Les marchés boursiers ont de nouveau plongé ce jeudi pour perdre 12,28% en clôture à 4.044 points sur le CAC40, soit la pire chute de l'indice depuis sa création en 1987. A l'issue d'une 6e séance consécutive dans le rouge, la baisse atteint désormais quasiment 35% depuis les récents pics atteints le mois dernier par le marché.
Ailleurs, la bourse de Milan chute de 16,6%, suivi de Madrid qui perd près de 15%, Bruxelles recule de 13,5% et Francfort de 12%. Londres abandonne 11% et Amsterdam 10,75%.

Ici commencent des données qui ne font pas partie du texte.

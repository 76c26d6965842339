// Copyright (c) Microsoft Corporation.
// Licensed under the MIT License.

use crate::SignatureError;
use x509_parser::prelude::*;

/// Owned view of the certificate fields used for path construction.
///
/// `x509-parser` certificates borrow from their DER input; this type keeps the DER alongside
/// the extracted fields so certificates can be stored and passed around without lifetimes.
#[derive(Debug, Clone, PartialEq, Eq)]
pub struct ParsedCertificate {
    der: Vec<u8>,
    pub(crate) subject: String,
    pub(crate) subject_raw: Vec<u8>,
    pub(crate) issuer_raw: Vec<u8>,
    pub(crate) version: u32,
    pub(crate) spki_der: Vec<u8>,
    pub(crate) tbs_der: Vec<u8>,
    pub(crate) signature_oid: String,
    pub(crate) signature: Vec<u8>,
    pub(crate) not_before_unix_seconds: i64,
    pub(crate) not_after_unix_seconds: i64,
    pub(crate) basic_constraints: Option<(bool, Option<u32>)>,
    /// keyCertSign bit of the Key Usage extension; `None` when the extension is absent.
    pub(crate) key_cert_sign: Option<bool>,
    /// Dotted OID of the first critical extension `x509-parser` does not understand.
    pub(crate) unhandled_critical_extension: Option<String>,
}

impl ParsedCertificate {
    /// Parse a DER certificate. Trailing bytes after the certificate are rejected.
    pub fn from_der(der: &[u8]) -> Result<Self, SignatureError> {
        let (rest, cert) = X509Certificate::from_der(der)
            .map_err(|e| SignatureError::invalid_with("invalid certificate DER", e))?;
        if !rest.is_empty() {
            return Err(SignatureError::invalid("invalid certificate DER: trailing data"));
        }

        let mut basic_constraints = None;
        let mut key_cert_sign = None;
        let mut unhandled_critical_extension = None;
        for ext in cert.extensions() {
            match ext.parsed_extension() {
                ParsedExtension::BasicConstraints(bc) => {
                    basic_constraints = Some((bc.ca, bc.path_len_constraint));
                }
                ParsedExtension::KeyUsage(ku) => key_cert_sign = Some(ku.key_cert_sign()),
                ParsedExtension::UnsupportedExtension { .. } | ParsedExtension::ParseError { .. }
                    if ext.critical =>
                {
                    unhandled_critical_extension.get_or_insert_with(|| ext.oid.to_id_string());
                }
                _ => {}
            }
        }

        Ok(Self {
            der: der.to_vec(),
            subject: cert.subject().to_string(),
            subject_raw: cert.subject().as_raw().to_vec(),
            issuer_raw: cert.issuer().as_raw().to_vec(),
            version: cert.version().0,
            spki_der: cert.tbs_certificate.subject_pki.raw.to_vec(),
            // `x509-parser` keeps the raw DER for TBSCertificate; expose it via `AsRef`.
            tbs_der: cert.tbs_certificate.as_ref().to_vec(),
            signature_oid: cert.signature_algorithm.algorithm.to_id_string(),
            signature: cert.signature_value.data.to_vec(),
            not_before_unix_seconds: cert.validity().not_before.timestamp(),
            not_after_unix_seconds: cert.validity().not_after.timestamp(),
            basic_constraints,
            key_cert_sign,
            unhandled_critical_extension,
        })
    }

    pub fn der(&self) -> &[u8] {
        &self.der
    }

    /// Subject distinguished name in RFC 4514-like text form.
    pub fn subject(&self) -> &str {
        &self.subject
    }

    /// Subject and issuer names are byte-identical.
    pub fn is_self_issued(&self) -> bool {
        self.subject_raw == self.issuer_raw
    }

    /// Re-borrow the certificate as an `x509-parser` structure, for extension inspection.
    pub(crate) fn x509(&self) -> Result<X509Certificate<'_>, SignatureError> {
        X509Certificate::from_der(&self.der)
            .map(|(_, cert)| cert)
            .map_err(|e| SignatureError::invalid_with("invalid certificate DER", e))
    }
}
// Copyright (c) Microsoft Corporation.
// Licensed under the MIT License.

//! Signature validation for AppX/MSIX package signature containers.
//!
//! An `AppxSignature.p7x` file wraps a DER PKCS#7 `SignedData` structure in a
//! small binary envelope. Validation runs a staged pipeline:
//! 1) parse the envelope and extract the signer certificates
//! 2) build the trust anchor set from caller-provided PEM roots
//! 3) build and validate a certification path for every signer certificate
//! 4) classify the signature origin and apply the caller's origin policy
//!
//! Most callers should construct a [`SignatureValidator`] and call
//! [`SignatureValidator::validate`].

mod cert_signature;
mod certificate;
pub mod chain_verifier;
pub mod container;
mod error;
mod options;
pub mod origin;
pub mod pem;
pub mod signed_data;
pub mod trust_anchors;
mod validator;

pub use certificate::ParsedCertificate;
pub use chain_verifier::{
    ChainVerifier, PathDiagnostic, PathFailure, PathValidationError, SignerCertificateChain,
    VerificationContext, VerificationFlags,
};
pub use container::{ReadSeek, SignedContainer, MAX_CONTAINER_SIZE, P7X_FILE_ID};
pub use error::{CertificateDiagnostic, SignatureError};
pub use options::{DigestMap, DigestName, ValidationOptions};
pub use origin::{ExtensionDescription, SignatureOrigin, WINDOWS_STORE_OID};
pub use pem::{decode_base64_certificate, encode_pem_certificate};
pub use trust_anchors::{TrustAnchorConfig, TrustAnchorSet};
pub use validator::{SignatureValidator, ValidationOutcome};
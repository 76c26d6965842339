// Copyright (c) Microsoft Corporation.
// Licensed under the MIT License.

use appx_signature::signed_data::parse_signer_certificates;
use appx_signature::SignedContainer;
use appx_signature_test_utils::{build_signed_data, TestPki};
use std::io::Cursor;

#[test]
fn container_yields_embedded_certificates() {
    let pki = TestPki::store_signed();

    let container = SignedContainer::read_from(&mut Cursor::new(pki.p7x())).unwrap();
    let chain = container.signer_certificates().unwrap();

    let subjects: Vec<&str> = chain.iter().map(|c| c.subject()).collect();
    assert_eq!(subjects, ["CN=Test Store Publisher", "CN=Test Intermediate CA"]);
}

#[test]
fn embedded_order_is_kept() {
    let pki = TestPki::store_signed();

    let blob = build_signed_data(&[pki.intermediate.der(), pki.leaf.der(), pki.root.der()]);
    let chain = parse_signer_certificates(&blob).unwrap();

    let subjects: Vec<&str> = chain.iter().map(|c| c.subject()).collect();
    assert_eq!(
        subjects,
        ["CN=Test Intermediate CA", "CN=Test Store Publisher", "CN=Test Root CA"]
    );
}

#[test]
fn repeated_certificates_are_kept() {
    let pki = TestPki::store_signed();

    let blob = build_signed_data(&[pki.leaf.der(), pki.leaf.der(), pki.intermediate.der()]);
    let chain = parse_signer_certificates(&blob).unwrap();

    assert_eq!(chain.len(), 3);
    assert_eq!(chain.as_slice()[0], chain.as_slice()[1]);
}

#[test]
fn embedded_certificates_keep_their_der() {
    let pki = TestPki::store_signed();

    let chain = parse_signer_certificates(&build_signed_data(&[pki.leaf.der()])).unwrap();

    assert_eq!(chain.len(), 1);
    assert_eq!(chain.as_slice()[0].der(), pki.leaf.der().as_slice());
}

#[test]
fn trailing_garbage_after_content_info_is_rejected() {
    let pki = TestPki::store_signed();
    let mut blob = build_signed_data(&pki.signer_certificates());
    blob.extend_from_slice(&[0, 0, 0]);

    assert!(parse_signer_certificates(&blob).unwrap_err().is_signature_invalid());
}
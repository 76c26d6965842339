// Copyright (c) Microsoft Corporation.
// Licensed under the MIT License.

use std::collections::BTreeMap;
use std::fmt;

/// Caller policy for one validation.
///
/// `Default` runs full validation and requires a recognized origin.
#[derive(Debug, Copy, Clone, Default, PartialEq, Eq)]
pub struct ValidationOptions {
    /// Return without reading the stream. The outcome reports `validated = false`.
    pub skip_signature: bool,
    /// Accept a valid chain whose origin could not be classified.
    pub allow_unknown_origin: bool,
    /// Carried for callers that pass manifest policy through; validation ignores it.
    pub skip_manifest: bool,
}

impl ValidationOptions {
    pub const SKIP_SIGNATURE: u32 = 0x1;
    pub const ALLOW_SIGNATURE_ORIGIN_UNKNOWN: u32 = 0x2;
    pub const SKIP_APPX_MANIFEST: u32 = 0x4;

    /// Unknown bits are ignored.
    pub fn from_bits(bits: u32) -> Self {
        Self {
            skip_signature: bits & Self::SKIP_SIGNATURE != 0,
            allow_unknown_origin: bits & Self::ALLOW_SIGNATURE_ORIGIN_UNKNOWN != 0,
            skip_manifest: bits & Self::SKIP_APPX_MANIFEST != 0,
        }
    }

    pub fn bits(&self) -> u32 {
        let mut bits = 0;
        if self.skip_signature {
            bits |= Self::SKIP_SIGNATURE;
        }
        if self.allow_unknown_origin {
            bits |= Self::ALLOW_SIGNATURE_ORIGIN_UNKNOWN;
        }
        if self.skip_manifest {
            bits |= Self::SKIP_APPX_MANIFEST;
        }
        bits
    }
}

/// Names of the package digests recorded in a signature.
#[derive(Debug, Copy, Clone, PartialEq, Eq, PartialOrd, Ord, Hash)]
pub enum DigestName {
    /// Package content (zip local file records).
    Axpc,
    /// Central directory.
    Axcd,
    /// `[Content_Types].xml`.
    Axct,
    /// Block map.
    Axbm,
    /// Code integrity catalog.
    Axci,
}

impl DigestName {
    pub const ALL: [DigestName; 5] = [Self::Axpc, Self::Axcd, Self::Axct, Self::Axbm, Self::Axci];

    pub fn as_str(&self) -> &'static str {
        match self {
            Self::Axpc => "AXPC",
            Self::Axcd => "AXCD",
            Self::Axct => "AXCT",
            Self::Axbm => "AXBM",
            Self::Axci => "AXCI",
        }
    }
}

impl fmt::Display for DigestName {
    fn fmt(&self, f: &mut fmt::Formatter<'_>) -> fmt::Result {
        f.write_str(self.as_str())
    }
}

/// Expected package digests keyed by name.
///
/// Validation accepts this map so callers can thread it through, but does not populate it yet.
pub type DigestMap = BTreeMap<DigestName, Vec<u8>>;

#[cfg(test)]
mod tests {
    use super::*;

    #[test]
    fn default_is_full_validation() {
        let options = ValidationOptions::default();
        assert!(!options.skip_signature);
        assert!(!options.allow_unknown_origin);
        assert_eq!(options.bits(), 0);
    }

    #[test]
    fn bits_round_trip_and_ignore_unknown() {
        let options = ValidationOptions::from_bits(0x1 | 0x2 | 0x4 | 0x80);
        assert!(options.skip_signature);
        assert!(options.allow_unknown_origin);
        assert!(options.skip_manifest);
        assert_eq!(options.bits(), 0x7);

        assert_eq!(ValidationOptions::from_bits(0x2).bits(), 0x2);
    }

    #[test]
    fn digest_names_render_as_tags() {
        let names: Vec<String> = DigestName::ALL.iter().map(ToString::to_string).collect();
        assert_eq!(names, ["AXPC", "AXCD", "AXCT", "AXBM", "AXCI"]);
    }
}
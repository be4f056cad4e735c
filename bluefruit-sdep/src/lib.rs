//! A `no_std` driver for the BLE coprocessor on the Bluefruit LE SPI Friend.
//!
//! The coprocessor speaks SDEP, a fixed 20-byte frame protocol, over a
//! half-duplex 4 MHz SPI link with three sideband GPIOs (chip select, an
//! IRQ line raised when response data is queued, and reset). ASCII AT
//! commands are fragmented across SDEP packets and answered by one or more
//! response frames ending in an `OK` or `ERROR` line.
//!
//! The driver is built on the blocking `embedded-hal` traits and a small
//! [`time::Clock`] millisecond source; every wait is a bounded spin with a
//! deadline, so no call blocks longer than its timeout. Up to two commands
//! may be in flight at once; the driver tracks them in a response ring and
//! abandons the head once it is two timeouts overdue, which keeps a stuck
//! coprocessor from wedging the caller.
//!
//! See the `bluefruit-hid` crate for the keyboard service built on top of
//! this driver.

#![cfg_attr(not(test), no_std)]

pub mod sdep;
pub mod time;

mod ble;
pub use ble::*;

Wall Street cédait aussi à la panique, le DJIA chutant lui aussi de 8%. Les marchés demeurent plus que jamais tétanisés par les craintes relatives à la propagation rapide du coronavirus dans le monde et par son fort impact économique. La décision de Donald Trump d'interdire les voyages en provenance des 26 pays européens de l'espace Schengen pour 30 jours a fini de casser le moral des intervenants. L'intervention de la BCE ce jour n'a aucunement rassuré le marché... bien au contraire !

ECO ET DEVISES

Donald Trump a donc suspendu les voyages en provenance des 26 pays européens de l'espace Schengen pour 30 jours, à compter de vendredi minuit... Le décret suspend l'entrée sur le territoire américain d'étrangers s'étant rendus dans des pays de l'espace Schengen lors des 14 jours précédant la date de leur arrivée aux USA. Ces mesures ne concernent toutefois pas le Royaume-Uni, ni les ressortissants américains.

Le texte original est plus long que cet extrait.